Search the records for the word "momentum" and report each line that has it.

Given records: Begin

use std::collections::BTreeMap;
use std::env;
use std::str::FromStr;

use serde::{Deserialize, Serialize};

use crate::error::SynthesisError;

/// Canonical form of a category name: trimmed, lower-cased
pub fn normalize_category(raw: &str) -> String {
    raw.trim().to_lowercase()
}

/// Relative importance of each category in the overall score.
///
/// Weights need not sum to 1; the engine renormalizes over the categories a
/// batch actually covers.
#[derive(Debug, Clone, PartialEq, Serialize, Deserialize)]
pub struct CategoryWeights(BTreeMap<String, f64>);

impl Default for CategoryWeights {
    fn default() -> Self {
        Self::new([
            ("valuation", 0.30),
            ("growth", 0.20),
            ("quality", 0.20),
            ("risk", 0.15),
            ("momentum", 0.15),
        ])
    }
}

impl CategoryWeights {
    /// Build a table; negative or non-finite weights are zeroed.
    pub fn new<I, K>(entries: I) -> Self
    where
        I: IntoIterator<Item = (K, f64)>,
        K: AsRef<str>,
    {
        let mut table = BTreeMap::new();
        for (category, weight) in entries {
            let key = normalize_category(category.as_ref());
            if key.is_empty() {
                continue;
            }
            let weight = if weight.is_finite() && weight >= 0.0 {
                weight
            } else {
                tracing::warn!("Category weight {} for '{}' is invalid, using 0", weight, key);
                0.0
            };
            table.insert(key, weight);
        }
        Self(table)
    }

    /// Parse `"valuation=0.3,growth=0.2"`
    pub fn parse(table: &str) -> Result<Self, SynthesisError> {
        let mut entries = Vec::new();
        for pair in table.split(',').map(str::trim).filter(|p| !p.is_empty()) {
            let (category, weight) = pair.split_once('=').ok_or_else(|| {
                SynthesisError::Config(format!("category weight '{}' is not of the form name=weight", pair))
            })?;
            let weight: f64 = weight.trim().parse().map_err(|_| {
                SynthesisError::Config(format!("category weight '{}' is not a number", pair))
            })?;
            entries.push((category.to_string(), weight));
        }
        Ok(Self::new(entries))
    }

    pub fn get(&self, category: &str) -> Option<f64> {
        self.0.get(&normalize_category(category)).copied()
    }

    /// Weight for `category`, or `unlisted` when the table does not name it
    pub fn weight_for(&self, category: &str, unlisted: f64) -> f64 {
        self.get(category).unwrap_or(unlisted)
    }

    pub fn total(&self) -> f64 {
        self.0.values().sum()
    }

    pub fn iter(&self) -> impl Iterator<Item = (&str, f64)> {
        self.0.iter().map(|(k, v)| (k.as_str(), *v))
    }
}

/// Tunables for one engine instance. Immutable once handed to the engine.
#[derive(Debug, Clone, PartialEq, Serialize, Deserialize)]
pub struct SynthesisConfig {
    pub category_weights: CategoryWeights,
    /// Weight for categories present in a batch but missing from the table
    pub unlisted_category_weight: f64,
    /// Overall score at or above this is bullish
    pub bullish_threshold: f64,
    /// Overall score at or below this is bearish
    pub bearish_threshold: f64,
    /// Categories whose summed card weight falls below this downgrade confidence
    pub min_category_coverage: f64,
    /// Minimum signal strength (1-5) both sides need before a conflict is reported
    pub significance_threshold: u8,
    /// Token-set Jaccard similarity at which two insights of the same type merge
    pub dedup_similarity: f64,
    /// Only the heaviest N cards per category count toward its score
    pub max_cards_per_category: Option<usize>,
    pub max_takeaways: usize,
    pub max_action_items: usize,
    pub max_top_metrics: usize,
    pub max_tags: usize,
    pub max_suggested_cards: usize,
}

impl Default for SynthesisConfig {
    fn default() -> Self {
        Self {
            category_weights: CategoryWeights::default(),
            unlisted_category_weight: 0.0,
            bullish_threshold: 60.0,
            bearish_threshold: 40.0,
            min_category_coverage: 0.1,
            significance_threshold: 3,
            dedup_similarity: 0.6,
            max_cards_per_category: None,
            max_takeaways: 5,
            max_action_items: 10,
            max_top_metrics: 8,
            max_tags: 20,
            max_suggested_cards: 6,
        }
    }
}

impl SynthesisConfig {
    /// Defaults overridden by `SYNTHESIS_*` environment variables
    pub fn from_env() -> Result<Self, SynthesisError> {
        let defaults = Self::default();

        let category_weights = match env::var("SYNTHESIS_CATEGORY_WEIGHTS") {
            Ok(table) => CategoryWeights::parse(&table)?,
            Err(_) => defaults.category_weights,
        };

        let max_cards_per_category = match env::var("SYNTHESIS_MAX_CARDS_PER_CATEGORY") {
            Ok(raw) => Some(parse_value("SYNTHESIS_MAX_CARDS_PER_CATEGORY", &raw)?),
            Err(_) => defaults.max_cards_per_category,
        };

        let config = Self {
            category_weights,
            unlisted_category_weight: env_or("SYNTHESIS_UNLISTED_CATEGORY_WEIGHT", defaults.unlisted_category_weight)?,
            bullish_threshold: env_or("SYNTHESIS_BULLISH_THRESHOLD", defaults.bullish_threshold)?,
            bearish_threshold: env_or("SYNTHESIS_BEARISH_THRESHOLD", defaults.bearish_threshold)?,
            min_category_coverage: env_or("SYNTHESIS_MIN_CATEGORY_COVERAGE", defaults.min_category_coverage)?,
            significance_threshold: env_or("SYNTHESIS_SIGNIFICANCE_THRESHOLD", defaults.significance_threshold)?,
            dedup_similarity: env_or("SYNTHESIS_DEDUP_SIMILARITY", defaults.dedup_similarity)?,
            max_cards_per_category,
            max_takeaways: env_or("SYNTHESIS_MAX_TAKEAWAYS", defaults.max_takeaways)?,
            max_action_items: env_or("SYNTHESIS_MAX_ACTION_ITEMS", defaults.max_action_items)?,
            max_top_metrics: env_or("SYNTHESIS_MAX_TOP_METRICS", defaults.max_top_metrics)?,
            max_tags: env_or("SYNTHESIS_MAX_TAGS", defaults.max_tags)?,
            max_suggested_cards: env_or("SYNTHESIS_MAX_SUGGESTED_CARDS", defaults.max_suggested_cards)?,
        };

        config.validate()?;
        Ok(config)
    }

    pub fn with_category_weights(mut self, weights: CategoryWeights) -> Self {
        self.category_weights = weights;
        self
    }

    /// Reject settings that contradict each other
    pub fn validate(&self) -> Result<(), SynthesisError> {
        let in_range = |v: f64| v.is_finite() && (0.0..=100.0).contains(&v);
        if !in_range(self.bullish_threshold) || !in_range(self.bearish_threshold) {
            return Err(SynthesisError::Config(
                "sentiment thresholds must lie in [0, 100]".to_string(),
            ));
        }
        if self.bullish_threshold <= self.bearish_threshold {
            return Err(SynthesisError::Config(format!(
                "bullish threshold {} must exceed bearish threshold {}",
                self.bullish_threshold, self.bearish_threshold
            )));
        }
        if !(1..=5).contains(&self.significance_threshold) {
            return Err(SynthesisError::Config(format!(
                "significance threshold {} must be between 1 and 5",
                self.significance_threshold
            )));
        }
        if !self.dedup_similarity.is_finite() || self.dedup_similarity <= 0.0 || self.dedup_similarity > 1.0 {
            return Err(SynthesisError::Config(format!(
                "dedup similarity {} must be in (0, 1]",
                self.dedup_similarity
            )));
        }
        if !self.unlisted_category_weight.is_finite() || self.unlisted_category_weight < 0.0 {
            return Err(SynthesisError::Config(
                "unlisted category weight must be a non-negative number".to_string(),
            ));
        }
        if !self.min_category_coverage.is_finite() || self.min_category_coverage < 0.0 {
            return Err(SynthesisError::Config(
                "minimum category coverage must be a non-negative number".to_string(),
            ));
        }
        if self.max_cards_per_category == Some(0) {
            return Err(SynthesisError::Config(
                "max cards per category must be at least 1 when set".to_string(),
            ));
        }
        Ok(())
    }
}

fn env_or<T: FromStr>(key: &str, default: T) -> Result<T, SynthesisError> {
    match env::var(key) {
        Ok(raw) => parse_value(key, &raw),
        Err(_) => Ok(default),
    }
}

fn parse_value<T: FromStr>(key: &str, raw: &str) -> Result<T, SynthesisError> {
    raw.trim()
        .parse()
        .map_err(|_| SynthesisError::Config(format!("{} has invalid value {:?}", key, raw)))
}

#[cfg(test)]
mod tests {
    use super::*;
    use approx::assert_relative_eq;

    #[test]
    fn test_default_weights_sum_to_one() {
        assert_relative_eq!(CategoryWeights::default().total(), 1.0, epsilon = 1e-9);
        assert!(SynthesisConfig::default().validate().is_ok());
    }

    #[test]
    fn test_parse_weights_normalizes_names_and_zeroes_negatives() {
        let weights = CategoryWeights::parse(" Valuation=0.4, growth = 0.3 ,risk=-1").unwrap();
        assert_eq!(weights.get("valuation"), Some(0.4));
        assert_eq!(weights.get("GROWTH"), Some(0.3));
        assert_eq!(weights.get("risk"), Some(0.0));
        assert_eq!(weights.weight_for("momentum", 0.05), 0.05);
    }

    #[test]
    fn test_parse_weights_rejects_malformed_pairs() {
        assert!(matches!(CategoryWeights::parse("valuation"), Err(SynthesisError::Config(_))));
        assert!(matches!(CategoryWeights::parse("valuation=high"), Err(SynthesisError::Config(_))));
    }

    #[test]
    fn test_validate_rejects_inverted_thresholds() {
        let config = SynthesisConfig {
            bullish_threshold: 40.0,
            bearish_threshold: 60.0,
            ..SynthesisConfig::default()
        };
        assert!(config.validate().is_err());

        let config = SynthesisConfig {
            significance_threshold: 0,
            ..SynthesisConfig::default()
        };
        assert!(config.validate().is_err());
    }
}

Given records: End

[Result below]
            ("momentum", 0.15),
        assert_eq!(weights.weight_for("momentum", 0.05), 0.05);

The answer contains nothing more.